Discussion of harm minimisation for self-harm in Recovery in the Bin

http://www.independent.co.uk/life-style/health-and-families/health-news/allow-self-harm-mental-health-patients-researcher-patrick-sullivan-reduction-university-of-a7572136.html

“Harm-minimisation is about far more than clean blades which has a place but I can’t support what Sophie Corlett of Mind says about DBT being a method of harm-minimisation. Cessation of self-harm is often the overt or covert aim of DBT, harm minimisation was never pioneered through service user/survivor activism as a professionally devised behavioural treatment as DBT is.
Professional allies such as the late Chris Holley (fab mental health nurse) also didn’t promote harm minimisation via DBT. She led the Royal College of Nursing debate on ‘safer self-harm’ 11 years ago and consulted activists who had initiated harm minimisation work, their thinking was in unison”.

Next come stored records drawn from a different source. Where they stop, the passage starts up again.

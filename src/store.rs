//! The session store: owns the session record and drives every auth action.
//!
//! DESIGN
//! ======
//! State lives inside a `tokio::sync::watch` channel; every mutation goes
//! through `send_modify`, so observers always see complete snapshots and
//! check-and-set guards (single-flight flags, the channel phase machine)
//! are atomic against concurrent actions. The presence handle is kept
//! outside the snapshot in its own mutex; only the task that wins the phase
//! transition touches it.
//!
//! ERROR HANDLING
//! ==============
//! The store is the terminal handler for all failures: each action converts
//! its error into a notification or a log line and returns nothing. No
//! retries, no timeouts.

#[cfg(test)]
#[path = "store_test.rs"]
mod store_test;

use std::sync::{Arc, Mutex};

use tokio::sync::watch;
use tracing::warn;

use crate::config::SessionConfig;
use crate::error::TransportError;
use crate::notify::{LogNotifier, Notifier};
use crate::presence::{OnlineUsersFn, PresenceConnector, PresenceHandle, WsPresenceConnector};
use crate::state::{ChannelPhase, SessionState};
use crate::transport::{AuthTransport, HttpTransport};
use crate::types::{LoginRequest, ProfileUpdate, SignupRequest};

const SIGNUP_OK: &str = "Account created successfully";
const LOGIN_OK: &str = "Logged in successfully";
const LOGOUT_OK: &str = "Logged out successfully";
const PROFILE_OK: &str = "Profile updated successfully";

struct Inner {
    state: watch::Sender<SessionState>,
    handle: Mutex<Option<Arc<dyn PresenceHandle>>>,
}

/// Reactive session/presence state container.
///
/// Explicitly constructed and injectable: consumers receive a reference
/// instead of reaching into module scope, and every collaborator is a trait
/// object so tests can script them.
pub struct SessionStore {
    transport: Arc<dyn AuthTransport>,
    connector: Arc<dyn PresenceConnector>,
    notifier: Arc<dyn Notifier>,
    inner: Arc<Inner>,
}

impl SessionStore {
    /// Build a store from explicit collaborators.
    #[must_use]
    pub fn new(
        transport: Arc<dyn AuthTransport>,
        connector: Arc<dyn PresenceConnector>,
        notifier: Arc<dyn Notifier>,
    ) -> Self {
        let (state, _) = watch::channel(SessionState::new());
        Self {
            transport,
            connector,
            notifier,
            inner: Arc::new(Inner { state, handle: Mutex::new(None) }),
        }
    }

    /// Build a store wired to the real HTTP transport, the websocket
    /// presence connector, and the tracing notifier.
    ///
    /// # Errors
    ///
    /// Returns a [`TransportError`] if the HTTP client cannot be built.
    pub fn with_defaults(config: SessionConfig) -> Result<Self, TransportError> {
        let transport = HttpTransport::new(config.clone())?;
        let connector = WsPresenceConnector::new(config);
        Ok(Self::new(
            Arc::new(transport),
            Arc::new(connector),
            Arc::new(LogNotifier),
        ))
    }

    /// Current snapshot of the session record.
    #[must_use]
    pub fn snapshot(&self) -> SessionState {
        self.inner.state.borrow().clone()
    }

    /// Subscribe to snapshot updates; each mutation publishes a new value.
    #[must_use]
    pub fn subscribe(&self) -> watch::Receiver<SessionState> {
        self.inner.state.subscribe()
    }

    /// Validate the ambient session (`GET /auth/check`).
    ///
    /// Success stores the user and opens the presence channel; failure
    /// clears the user and logs. Either way `is_checking_auth` is cleared.
    pub async fn check_auth(&self) {
        match self.transport.check().await {
            Ok(user) => {
                self.inner.state.send_modify(|s| {
                    s.auth_user = Some(user);
                    s.is_checking_auth = false;
                });
                self.connect_socket().await;
            }
            Err(error) => {
                self.inner.state.send_modify(|s| {
                    s.auth_user = None;
                    s.is_checking_auth = false;
                });
                warn!(target: "chat_session::store", %error, "auth check failed");
            }
        }
    }

    /// Create an account (`POST /auth/signup`). Single-flight: a call while
    /// a signup is already in flight returns without issuing a request.
    pub async fn signup(&self, req: SignupRequest) {
        if !self.try_begin(|s| &mut s.is_signing_up) {
            return;
        }
        match self.transport.signup(&req).await {
            Ok(user) => {
                self.inner.state.send_modify(|s| s.auth_user = Some(user));
                self.notifier.success(SIGNUP_OK);
                self.connect_socket().await;
            }
            Err(error) => self.notifier.error(error.user_message()),
        }
        self.inner.state.send_modify(|s| s.is_signing_up = false);
    }

    /// Authenticate (`POST /auth/login`). Same contract as [`signup`]:
    /// single-flight on `is_logging_in`, presence channel opened on success.
    ///
    /// [`signup`]: SessionStore::signup
    pub async fn login(&self, req: LoginRequest) {
        if !self.try_begin(|s| &mut s.is_logging_in) {
            return;
        }
        match self.transport.login(&req).await {
            Ok(user) => {
                self.inner.state.send_modify(|s| s.auth_user = Some(user));
                self.notifier.success(LOGIN_OK);
                self.connect_socket().await;
            }
            Err(error) => self.notifier.error(error.user_message()),
        }
        self.inner.state.send_modify(|s| s.is_logging_in = false);
    }

    /// End the session (`POST /auth/logout`). No loading flag.
    pub async fn logout(&self) {
        match self.transport.logout().await {
            Ok(()) => {
                self.inner.state.send_modify(|s| s.auth_user = None);
                self.notifier.success(LOGOUT_OK);
                self.disconnect_socket();
            }
            Err(error) => self.notifier.error(error.user_message()),
        }
    }

    /// Mutate profile fields (`PUT /auth/update-profile`). Single-flight on
    /// `is_updating_profile`; success replaces the stored user wholesale.
    pub async fn update_profile(&self, update: ProfileUpdate) {
        if !self.try_begin(|s| &mut s.is_updating_profile) {
            return;
        }
        match self.transport.update_profile(&update).await {
            Ok(user) => {
                self.inner.state.send_modify(|s| s.auth_user = Some(user));
                self.notifier.success(PROFILE_OK);
            }
            Err(error) => {
                warn!(target: "chat_session::store", %error, "profile update failed");
                self.notifier.error(error.user_message());
            }
        }
        self.inner.state.send_modify(|s| s.is_updating_profile = false);
    }

    /// Open the presence channel for the authenticated user.
    ///
    /// No-op unless a user is present and the phase check-and-set
    /// `Disconnected -> Connecting` wins; a `Connected` phase whose handle
    /// still reports live also short-circuits, so repeated calls perform
    /// zero additional opens.
    pub async fn connect_socket(&self) {
        let Some(user_id) = self.claim_connecting() else {
            return;
        };

        let inner = Arc::clone(&self.inner);
        let on_online: OnlineUsersFn = Arc::new(move |ids| {
            inner.state.send_modify(|s| s.online_users = ids);
        });

        match self.connector.connect(&user_id, on_online).await {
            Ok(handle) => {
                *self.inner.handle.lock().unwrap_or_else(std::sync::PoisonError::into_inner) =
                    Some(handle);
                self.inner
                    .state
                    .send_modify(|s| s.channel = ChannelPhase::Connected);
            }
            Err(error) => {
                warn!(target: "chat_session::store", %error, "presence connect failed");
                self.inner
                    .state
                    .send_modify(|s| s.channel = ChannelPhase::Disconnected);
            }
        }
    }

    /// Close the presence channel if it is connected, clearing the stored
    /// handle and the online-user list.
    pub fn disconnect_socket(&self) {
        let mut claimed = false;
        self.inner.state.send_modify(|s| {
            if s.channel == ChannelPhase::Connected {
                s.channel = ChannelPhase::Disconnecting;
                claimed = true;
            }
        });
        if !claimed {
            return;
        }

        let handle = self
            .inner
            .handle
            .lock()
            .unwrap_or_else(std::sync::PoisonError::into_inner)
            .take();
        if let Some(handle) = handle {
            if handle.is_connected() {
                handle.close();
            }
        }

        self.inner.state.send_modify(|s| {
            s.channel = ChannelPhase::Disconnected;
            s.online_users.clear();
        });
    }

    /// Atomically set a loading flag, returning false if it was already set.
    fn try_begin(&self, flag: impl Fn(&mut SessionState) -> &mut bool) -> bool {
        let mut claimed = false;
        self.inner.state.send_modify(|s| {
            let f = flag(s);
            if !*f {
                *f = true;
                claimed = true;
            }
        });
        claimed
    }

    /// Atomically move the phase machine to `Connecting`, returning the user
    /// id to connect as, or `None` if the transition is not allowed.
    fn claim_connecting(&self) -> Option<String> {
        let live = self
            .inner
            .handle
            .lock()
            .unwrap_or_else(std::sync::PoisonError::into_inner)
            .as_ref()
            .is_some_and(|h| h.is_connected());

        let mut user_id = None;
        self.inner.state.send_modify(|s| {
            let Some(user) = &s.auth_user else { return };
            match s.channel {
                ChannelPhase::Connecting | ChannelPhase::Disconnecting => {}
                ChannelPhase::Connected if live => {}
                // Disconnected, or Connected with a dead handle.
                ChannelPhase::Connected | ChannelPhase::Disconnected => {
                    s.channel = ChannelPhase::Connecting;
                    user_id = Some(user.id.clone());
                }
            }
        });
        user_id
    }
}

“For me harm minimisation about recognising that it’s not a standalone approach, it’s not a substitute for emotional/psychological/social support. It should never be forced but offered, as no approach suits everyone. It can cover a wide number of areas such as; exploring our own ways of how we look after ourselves, what constitutes care to us (self/others). What presses on us to SH. Plain language & diagrams of anatomy & physiology – to attempt damage limitation you have to know what you’re looking at & basic function ie tendons attach muscle to bone. ‘Safer’ SH such as direction (deep latitudinal injuries can be riskier than longitudinal), blunt implements on leather-like scar tissue can be more dangerous with increased pressure, slowing down, being sober.
Knowing the limits of harm minimisation i.e. with overdoses there’s no ‘safe’ amount, sometimes people are not aware of cumulative damage or lack of symptoms & potential life changing/threatening damage occuring. First aid, wound care, blood loss, infection, temporary makeshift dressings, knowing when it really is advisable to get medical attention”.

“Scar minimisation with wound care, after care, scar minimising products, Skin Camouflage makeup (making it clear that the option doesn’t mean we shouldn’t feel OK about and wear our skin however it looks), creative dressing for scars for people who want options for concealment. Managing others reactions to scarring in social situations and especially with health profs as they tend to be the most judgemental. Scarring in relation to further injuries and the options & limits of surgical scar revision. Crisis planning (for A&E, MH), the use of harm description and treatment and needs proforma’s, and exploring potential personal compromises with one’s self-harm ie placing blade other side of visible structure which if damaged could mean surgical repair or worse. These are a few example areas”.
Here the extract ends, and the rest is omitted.